Exercise aim:
Please work out how many lines in the entries contain "focus", then give that number with nothing added.

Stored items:

Start of Block

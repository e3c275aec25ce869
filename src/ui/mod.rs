// SPDX-License-Identifier: MPL-2.0
//! User interface components and state management.
//!
//! Components follow the Elm-style "state down, messages up" pattern: each
//! one exposes a `ViewContext`, a `Message` enum and, where it owns state,
//! an `update` that reports an event to the application.
//!
//! # Sections
//!
//! - [`navbar`] - Header links and the services dropdown
//! - [`mobile_nav`] - Navigation overlay for compact windows
//! - [`works`] - Project cards that open the gallery
//! - [`gallery`] - Modal image viewer with focus trap and swipe support
//! - [`testimonials`] - Auto-advancing testimonial carousel
//!
//! # Shared Infrastructure
//!
//! - [`focus`] - Page focus targets and keyboard input mapping
//! - [`widgets`] - Custom Iced widgets (touch swipe area)
//! - [`styles`] - Centralized styling (buttons, containers)
//! - [`design_tokens`] - Design system constants (colors, spacing, sizing)
//! - [`theming`] - Light/Dark/System theme mode management

pub mod design_tokens;
pub mod focus;
pub mod gallery;
pub mod mobile_nav;
pub mod navbar;
pub mod styles;
pub mod testimonials;
pub mod theming;
pub mod widgets;
pub mod works;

End of Block

Answer area:
3